64 In oral submissions, senior counsel for the appellant acknowledged that the common law damages award of non-economic loss would need to be reduced to take into account the trial judge’s finding of the prospects of success of the appellant in a common law action. He also acknowledged that the correct application of ss151A and 151B involved the deduction of the lump sum compensation awarded by Commissioner Grayson from the award of damages. It is accepted by both parties that the correct deduction is the amount awarded by Commissioner Grayson plus interest, giving a total amount to be deducted of $14,536.62.

65 The appellant submitted that even if these reductions and deductions were to occur there remains a verdict and judgment in favour of the appellant.

66 The trial judge found that the appellant had a non-economic loss of 22.5% of a most extreme case. Whilst this figure does not meet the threshold for damages for economic loss, it is not an insubstantial award. The evidence as accepted by the trial judge is that the appellant has various restrictions that will affect her working capacity. The appellant will likely be affected for the rest of her life by the effects of this injury. The respondent has not provided any evidence to support the submission made in the notice of contention that the appellant’s workers compensation rights were of no value or of a lesser value.

67 The appellant submitted, in reply to the respondent’s notice of contention, that there was no evidence before the trial judge that she would not have been offered the commutation of her weekly compensation payments of $40,000 after the common law trial. The appellant submitted that she was 22 years of age when the accident occurred, she is now unfit to return to her pre-injury employment, and in such circumstances there is an obligation under the Act to make future payments. The appellant submitted that there was no basis to argue that her workers compensation rights were of no or a lesser value. I agree, and in any event consider that the issue raised by the respondent’s contention is a matter that requires evidence. There was none.

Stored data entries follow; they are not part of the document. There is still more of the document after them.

//! Native filesystem directory clone engine.
//!
//! Invokes the distributed filesystem's own clone (`juicefs clone` or an
//! equivalent named via `JVS_JUICEFS_BIN`), which clones a whole directory
//! in O(1) metadata operations. There is no fallback here: a missing binary
//! or a non-zero exit is an error, and the caller's engine selection is
//! responsible for choosing a different strategy up front.

use std::path::Path;
use std::process::{Command, Stdio};

use super::{CloneEngine, CloneOutcome, EngineKind, fs_clone_bin};
use crate::error::{JvsError, Result};

/// The native-clone engine.
#[derive(Clone, Copy, Debug, Default)]
pub struct FsCloneEngine;

/// Run `<bin> clone <src> <dst>` and map failure to a descriptive error.
fn clone_with_bin(bin: &str, src: &Path, dst: &Path) -> Result<CloneOutcome> {
    let output = Command::new(bin)
        .arg("clone")
        .arg(src)
        .arg(dst)
        .stdout(Stdio::null())
        .stderr(Stdio::piped())
        .output()
        .map_err(|e| {
            JvsError::Io(std::io::Error::other(format!(
                "failed to run '{bin} clone': {e}"
            )))
        })?;

    if output.status.success() {
        Ok(CloneOutcome::clean())
    } else {
        let stderr = String::from_utf8_lossy(&output.stderr).trim().to_owned();
        Err(JvsError::Io(std::io::Error::other(format!(
            "'{bin} clone {} {}' failed (exit {}): {stderr}",
            src.display(),
            dst.display(),
            output
                .status
                .code()
                .map_or_else(|| "signal".to_owned(), |c| c.to_string()),
        ))))
    }
}

impl CloneEngine for FsCloneEngine {
    fn kind(&self) -> EngineKind {
        EngineKind::JuicefsClone
    }

    fn clone_tree(&self, src: &Path, dst: &Path) -> Result<CloneOutcome> {
        clone_with_bin(&fs_clone_bin(), src, dst)
    }
}

#[cfg(test)]
mod tests {
    use super::*;
    use tempfile::TempDir;

    #[test]
    fn missing_binary_is_a_loud_error() {
        let dir = TempDir::new().unwrap();
        let src = dir.path().join("src");
        std::fs::create_dir(&src).unwrap();

        let result = clone_with_bin("jvs-no-such-binary", &src, &dir.path().join("dst"));
        assert!(result.is_err(), "missing clone binary must not fall back");
    }

    #[test]
    fn failing_clone_reports_command_detail() {
        let dir = TempDir::new().unwrap();
        let src = dir.path().join("src");
        std::fs::create_dir(&src).unwrap();

        // `false` ignores its arguments and exits 1 — a stand-in for a clone
        // binary rejecting the operation.
        let err = clone_with_bin("false", &src, &dir.path().join("dst")).unwrap_err();
        let msg = format!("{err}");
        assert!(msg.contains("clone"), "{msg}");
    }
}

68 As both parties acknowledge the trial judge made a number of errors in his award of damages, these need to be corrected. In my opinion, however, there should be no reduction for the commutation amount awarded to the appellant. On my calculations the proper award of damages is $18,017.26 calculated as follows: the award of $42,055 for non-economic loss should be reduced to 72.5% of the original award to take into account the appellant’s prospects of success; from that figure Commissioner Grayson’s award of $14,536.62 should then be deducted, leaving a figure of $15,953.26 as the damage to the appellant caused by the respondent’s negligence.

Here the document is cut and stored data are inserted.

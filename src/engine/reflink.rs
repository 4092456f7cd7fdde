//! Reflink (copy-on-write) engine.
//!
//! Mirrors the directory tree with `mkdir`, then reflinks each regular file
//! via the platform `cp --reflink=always` (the `FICLONE`-equivalent adapter).
//! On Btrfs, XFS, and JuiceFS-backed mounts each file clone is O(1).
//!
//! # Fallback behaviour
//!
//! A file that fails to reflink is byte-copied instead and the outcome is
//! marked degraded with a per-file reason. The clone still completes — the
//! caller decides whether a degraded result is acceptable.

use std::path::Path;
use std::process::{Command, Stdio};

use super::{CloneEngine, CloneOutcome, EngineKind};
use crate::error::Result;
use crate::fsutil;

/// Per-file copy-on-write engine.
#[derive(Clone, Copy, Debug, Default)]
pub struct ReflinkEngine;

/// Reflink a single regular file, refusing any fallback.
///
/// # Errors
/// An `std::io::Error` carrying `cp`'s stderr when the clone fails.
pub fn reflink_file(src: &Path, dst: &Path) -> std::io::Result<()> {
    let output = Command::new("cp")
        .arg("--reflink=always")
        .arg(src)
        .arg(dst)
        .stdout(Stdio::null())
        .stderr(Stdio::piped())
        .output()?;
    if output.status.success() {
        Ok(())
    } else {
        let stderr = String::from_utf8_lossy(&output.stderr).trim().to_owned();
        Err(std::io::Error::other(if stderr.is_empty() {
            format!("cp --reflink=always exited with {}", output.status)
        } else {
            stderr
        }))
    }
}

impl ReflinkEngine {
    fn clone_entries(src: &Path, dst: &Path, rel: &Path, outcome: &mut CloneOutcome) -> Result<()> {
        for entry in std::fs::read_dir(src)? {
            let entry = entry?;
            let meta = std::fs::symlink_metadata(entry.path())?;
            let from = entry.path();
            let to = dst.join(entry.file_name());
            let rel_child = rel.join(entry.file_name());
            if meta.is_dir() {
                std::fs::create_dir(&to)?;
                std::fs::set_permissions(&to, meta.permissions())?;
                Self::clone_entries(&from, &to, &rel_child, outcome)?;
            } else if meta.is_file() {
                if let Err(e) = reflink_file(&from, &to) {
                    outcome.degrade(format!(
                        "reflink failed for '{}' ({e}); fell back to byte copy",
                        rel_child.display()
                    ));
                    let _ = std::fs::remove_file(&to);
                    fsutil::copy_file_preserving(&from, &to, &meta)?;
                }
            } else {
                return Err(fsutil::non_regular(&from));
            }
        }
        Ok(())
    }
}

impl CloneEngine for ReflinkEngine {
    fn kind(&self) -> EngineKind {
        EngineKind::ReflinkCopy
    }

    fn clone_tree(&self, src: &Path, dst: &Path) -> Result<CloneOutcome> {
        std::fs::create_dir_all(dst)?;
        let mut outcome = CloneOutcome::clean();
        Self::clone_entries(src, dst, Path::new(""), &mut outcome)?;
        Ok(outcome)
    }
}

69 I propose the following orders:


      1) Appeal allowed;

      2) Set aside the judgment of Bell DCJ of 26 July 2002;

      3) In lieu thereof enter verdict and judgment for the appellant in the sum of $15,953.26;

      4) The respondent is to pay the costs of the proceedings below and of the appeal and to have with respect to the latter a certificate under the Suitors Fund Act, if applicable.

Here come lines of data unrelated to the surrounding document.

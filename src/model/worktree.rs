//! Per-worktree metadata (`.jvs/worktrees/<name>/config.json`).

use serde::{Deserialize, Serialize};

use crate::model::types::{SnapshotId, WorktreeName};

/// Durable metadata for one worktree.
///
/// `head_snapshot_id` may lag `latest_snapshot_id` after an in-place restore;
/// that state is *detached* and new snapshots are forbidden until the head
/// returns to latest.
#[derive(Clone, Debug, PartialEq, Eq, Serialize, Deserialize)]
pub struct WorktreeConfig {
    /// Unique, path-safe name.
    pub name: WorktreeName,
    /// Snapshot this worktree was forked from (`None` for a fresh main).
    pub base_snapshot_id: Option<SnapshotId>,
    /// Current head for this worktree.
    pub head_snapshot_id: Option<SnapshotId>,
    /// Most recent snapshot in this worktree's lineage.
    pub latest_snapshot_id: Option<SnapshotId>,
    /// Creation instant, RFC 3339 UTC.
    pub created_at: String,
}

impl WorktreeConfig {
    /// A fresh worktree with no lineage yet.
    #[must_use]
    pub const fn new(name: WorktreeName, created_at: String) -> Self {
        Self {
            name,
            base_snapshot_id: None,
            head_snapshot_id: None,
            latest_snapshot_id: None,
            created_at,
        }
    }

    /// Whether the head lags the latest snapshot.
    #[must_use]
    pub fn is_detached(&self) -> bool {
        match (&self.latest_snapshot_id, &self.head_snapshot_id) {
            (Some(latest), head) => head.as_ref() != Some(latest),
            (None, _) => false,
        }
    }

    /// Record a newly published snapshot: head and latest both advance.
    pub fn advance(&mut self, id: SnapshotId) {
        self.head_snapshot_id = Some(id.clone());
        self.latest_snapshot_id = Some(id);
    }
}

70 TOBIAS JA: I agree with Beazley JA

71 DAVIES AJA: I agree with Beazley JA and with the orders proposed.

72 I should add that I suspect that, if Ms Dunn had been advised as to the prospects of a common law claim, she would have been advised that the prospects of recovering substantial damages were so small and the costs and difficulties of a common law trial so great that common law proceedings ought not to be instituted. I suspect that Ms Dunn would have heeded that advice.

73 However, no challenge was made to the ruling of the trial Judge that common law proceedings would have been instituted if the prospects of establishing liability were 50% or more.

74 Ms Dunn is therefore entitled to the damages which Beazley JA has assessed.